[Dataset entries]
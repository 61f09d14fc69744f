//! Windows platform-specific settings.

use super::RetrySettings;
use std::path::PathBuf;

/// Windows installer configuration.
///
/// # Configuration
///
/// ```toml
/// [windows]
/// final_exe = "KodegenViewer.exe"
/// sign_command = "C:/buildscripts/code-signing/sign.py"
/// sign_interpreter = "python"
/// sign_targets = ["KodegenViewer.exe", "llplugin/dullahan_host.exe"]
///
/// [windows.nsis]
/// install_mode = "perMachine"
/// compression = "lzma"
/// ```
///
/// # See Also
///
/// - [`NsisSettings`] - NSIS installer configuration
#[derive(Clone, Debug, Default, serde::Deserialize)]
pub struct WindowsSettings {
    /// Name of the main executable inside the staged tree.
    ///
    /// Default: None (`<app name without spaces>.exe`)
    #[serde(default)]
    pub final_exe: Option<String>,

    /// Custom sign command run as `<interpreter> <command> <target>`.
    ///
    /// Default: None (signing skipped)
    #[serde(default)]
    pub sign_command: Option<PathBuf>,

    /// Interpreter used to run `sign_command`.
    ///
    /// Default: None (command executed directly)
    #[serde(default)]
    pub sign_interpreter: Option<PathBuf>,

    /// Executables (relative to the staged root) signed before the script is
    /// compiled. The installer itself is signed afterwards.
    #[serde(default)]
    pub sign_targets: Vec<PathBuf>,

    /// Retry behaviour for transient signing failures.
    #[serde(default)]
    pub retry: RetrySettings,

    /// NSIS EXE installer settings.
    #[serde(default)]
    pub nsis: NsisSettings,
}

/// NSIS installer configuration.
#[derive(Clone, Debug, Default, serde::Deserialize)]
pub struct NsisSettings {
    /// Custom NSI template, relative to the source root.
    ///
    /// Default: None (built-in template)
    #[serde(default)]
    pub template: Option<PathBuf>,

    /// Installation scope.
    #[serde(default)]
    pub install_mode: NSISInstallerMode,

    /// Compression algorithm.
    ///
    /// Default: None (LZMA)
    #[serde(default)]
    pub compression: Option<NsisCompression>,
}

/// NSIS installation scope.
#[derive(Clone, Copy, Debug, Default, Eq, PartialEq, serde::Deserialize)]
#[serde(rename_all = "camelCase")]
pub enum NSISInstallerMode {
    /// Install for the current user only
    CurrentUser,
    /// Install for all users (requires elevation)
    #[default]
    PerMachine,
    /// Let the user choose
    Both,
}

/// NSIS compression algorithm.
#[derive(Clone, Copy, Debug, Eq, PartialEq, serde::Deserialize)]
#[serde(rename_all = "lowercase")]
pub enum NsisCompression {
    /// No compression
    None,
    /// zlib
    Zlib,
    /// bzip2
    Bzip2,
    /// LZMA
    Lzma,
}
//! NSIS installer script generation.
//!
//! The script is rendered with Handlebars in strict mode from a typed field
//! struct. Templates are checked for the required placeholders before
//! rendering so a template missing a region fails loudly instead of
//! producing an installer that installs nothing.

use super::{
    directives::{self, InstallerDirective},
    template::{NSI_TEMPLATE, REQUIRED_PLACEHOLDERS},
    utils,
};
use crate::bundler::{
    error::{Error, ErrorExt, Result},
    settings::Settings,
    staging::StagedTree,
};
use handlebars::Handlebars;
use serde::Serialize;
use std::path::{Path, PathBuf};

/// Every value substituted into the installer template.
#[derive(Clone, Debug, Serialize)]
pub struct InstallerScriptFields {
    /// `!define` lines for the version constants.
    pub version_defines: String,
    /// Staged root the `File` directives pack from.
    pub source_root: String,
    /// Output file, install name, shortcut and caption defines.
    pub inst_vars: String,
    /// Program files define for 64-bit targets.
    pub program_files: String,
    /// Registry view switch.
    pub engage_registry: String,
    /// Ordered install directives.
    pub install_files: String,
    /// Ordered delete and removal directives.
    pub delete_files: String,
    /// Four-part version for `VIProductVersion`.
    pub version_nsis: String,
    /// Publisher shown in the registry.
    pub publisher: String,
    /// Solid compressor name.
    pub compression: String,
    /// Whether the default install mode is all users.
    pub per_machine: bool,
}

/// Installer file name for a run: `<base>_Setup.exe`.
pub fn installer_file_name(settings: &Settings) -> String {
    format!("{}_Setup.exe", settings.installer_base_name())
}

/// Executable the installer's shortcuts point at.
pub fn final_exe(settings: &Settings) -> String {
    settings
        .bundle_settings()
        .windows
        .final_exe
        .clone()
        .unwrap_or_else(|| format!("{}.exe", one_word(settings.app_name())))
}

fn one_word(name: &str) -> String {
    name.split_whitespace().collect()
}

impl InstallerScriptFields {
    /// Collects the fields for `settings` and the staged file list.
    pub fn collect(settings: &Settings, tree: &StagedTree, installer: &Path) -> Result<Self> {
        let files = directives::installable_files(tree);
        if files.is_empty() {
            return Err(Error::Configuration(format!(
                "no staged files under {} to install",
                tree.root().display()
            )));
        }
        let install: Vec<InstallerDirective> = directives::install_directives(&files, tree.root())?;
        let uninstall = directives::uninstall_directives(&files, tree.root())?;

        let address_size = settings.target().address_size();
        let (engage_registry, program_files) = utils::registry_view(address_size);
        let nsis = &settings.bundle_settings().windows.nsis;

        let caption = if settings.is_release() {
            settings.product_name().to_string()
        } else {
            format!("{} ${{VERSION}}", settings.app_name())
        };
        let inst_vars = [
            format!("OutFile \"{}\"", installer.display()),
            format!("!define INSTNAME \"{}\"", one_word(settings.app_name())),
            format!("!define SHORTCUT \"{}\"", settings.app_name()),
            format!("Caption \"{}\"", caption),
        ]
        .join("\n");

        Ok(Self {
            version_defines: utils::version_defines(
                &settings.version_components(),
                address_size,
                &final_exe(settings),
            ),
            source_root: tree.root().display().to_string(),
            inst_vars,
            program_files: program_files.to_string(),
            engage_registry: engage_registry.to_string(),
            install_files: directives::render(&install),
            delete_files: directives::render(&uninstall),
            version_nsis: utils::format_version_for_nsis(settings.version_string()),
            publisher: settings
                .bundle_settings()
                .publisher
                .clone()
                .unwrap_or_else(|| settings.product_name().to_string()),
            compression: utils::map_compression(nsis.compression).to_string(),
            per_machine: utils::is_per_machine(nsis.install_mode),
        })
    }
}

/// Fails when `template` does not reference every required placeholder.
pub fn check_placeholders(template: &str) -> Result<()> {
    let missing: Vec<&str> = REQUIRED_PLACEHOLDERS
        .iter()
        .copied()
        // `{{{name}}}` contains `{{name}}`, so one check covers both forms.
        .filter(|name| !template.contains(&format!("{{{{{}}}}}", name)))
        .collect();
    if missing.is_empty() {
        Ok(())
    } else {
        Err(Error::Template(format!(
            "installer template is missing placeholder(s): {}",
            missing.join(", ")
        )))
    }
}

/// Renders `template` with `fields`.
pub fn render_script(template: &str, fields: &InstallerScriptFields) -> Result<String> {
    check_placeholders(template)?;

    let mut handlebars = Handlebars::new();
    handlebars.register_escape_fn(handlebars::no_escape);
    handlebars.set_strict_mode(true);
    handlebars
        .register_template_string("installer.nsi", template)
        .map_err(|e| Error::Template(format!("failed to register NSI template: {}", e)))?;

    handlebars
        .render("installer.nsi", fields)
        .map_err(|e| Error::Template(format!("failed to render NSI template: {}", e)))
}

/// Loads the configured template, or the built-in one.
pub async fn load_template(settings: &Settings) -> Result<String> {
    match &settings.bundle_settings().windows.nsis.template {
        Some(template) => {
            let path = settings.source_path_of(template);
            tokio::fs::read_to_string(&path)
                .await
                .fs_context("reading installer template", &path)
        }
        None => Ok(NSI_TEMPLATE.to_string()),
    }
}

/// Generates the installer script next to the installer and returns its
/// path.
pub async fn generate_nsi_script(
    settings: &Settings,
    tree: &StagedTree,
    installer: &Path,
    output_dir: &Path,
) -> Result<PathBuf> {
    let template = load_template(settings).await?;
    let fields = InstallerScriptFields::collect(settings, tree, installer)?;
    let content = render_script(&template, &fields)?;

    let nsi_path = output_dir.join(format!("{}_setup.nsi", settings.installer_base_name()));
    utils::write_utf8_bom(&nsi_path, &content).await?;
    log::info!("✓ Wrote installer script {}", nsi_path.display());
    Ok(nsi_path)
}
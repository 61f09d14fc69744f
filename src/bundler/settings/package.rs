//! Package metadata and configuration.

/// Package metadata and configuration.
///
/// Contains the product identity shared by all platforms. Channel and
/// version derivation happen upstream; this struct only records the results.
///
/// # Examples
///
/// ```no_run
/// use kodegen_bundler_finalize::bundler::PackageSettings;
///
/// let settings = PackageSettings {
///     product_name: "Kodegen Viewer".into(),
///     version: "7.1.2.500".into(),
///     ..Default::default()
/// };
/// ```
#[derive(Debug, Clone, serde::Deserialize)]
pub struct PackageSettings {
    /// Product name displayed to users.
    pub product_name: String,

    /// Dotted version string, usually four numeric components.
    ///
    /// Example: "7.1.2.500"
    pub version: String,

    /// Name of the application bundle inside the disk image (without `.app`).
    ///
    /// Default: None (uses `product_name`)
    #[serde(default)]
    pub app_name: Option<String>,

    /// Explicit installer base name.
    ///
    /// Default: None (derived from product name, version and architecture)
    #[serde(default)]
    pub installer_base_name: Option<String>,

    /// Whether this is a release build.
    ///
    /// Release builds strip binaries and produce archives; other builds leave
    /// the tree in place.
    ///
    /// Default: true
    #[serde(default = "default_release")]
    pub release: bool,
}

fn default_release() -> bool {
    true
}

impl Default for PackageSettings {
    fn default() -> Self {
        Self {
            product_name: String::new(),
            version: String::new(),
            app_name: None,
            installer_base_name: None,
            release: default_release(),
        }
    }
}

→ WHAT THE TASK ASKS
Looking at the entries, work out how many lines include the word "algorithm" and give the number by itself.

→ RESPONSE
2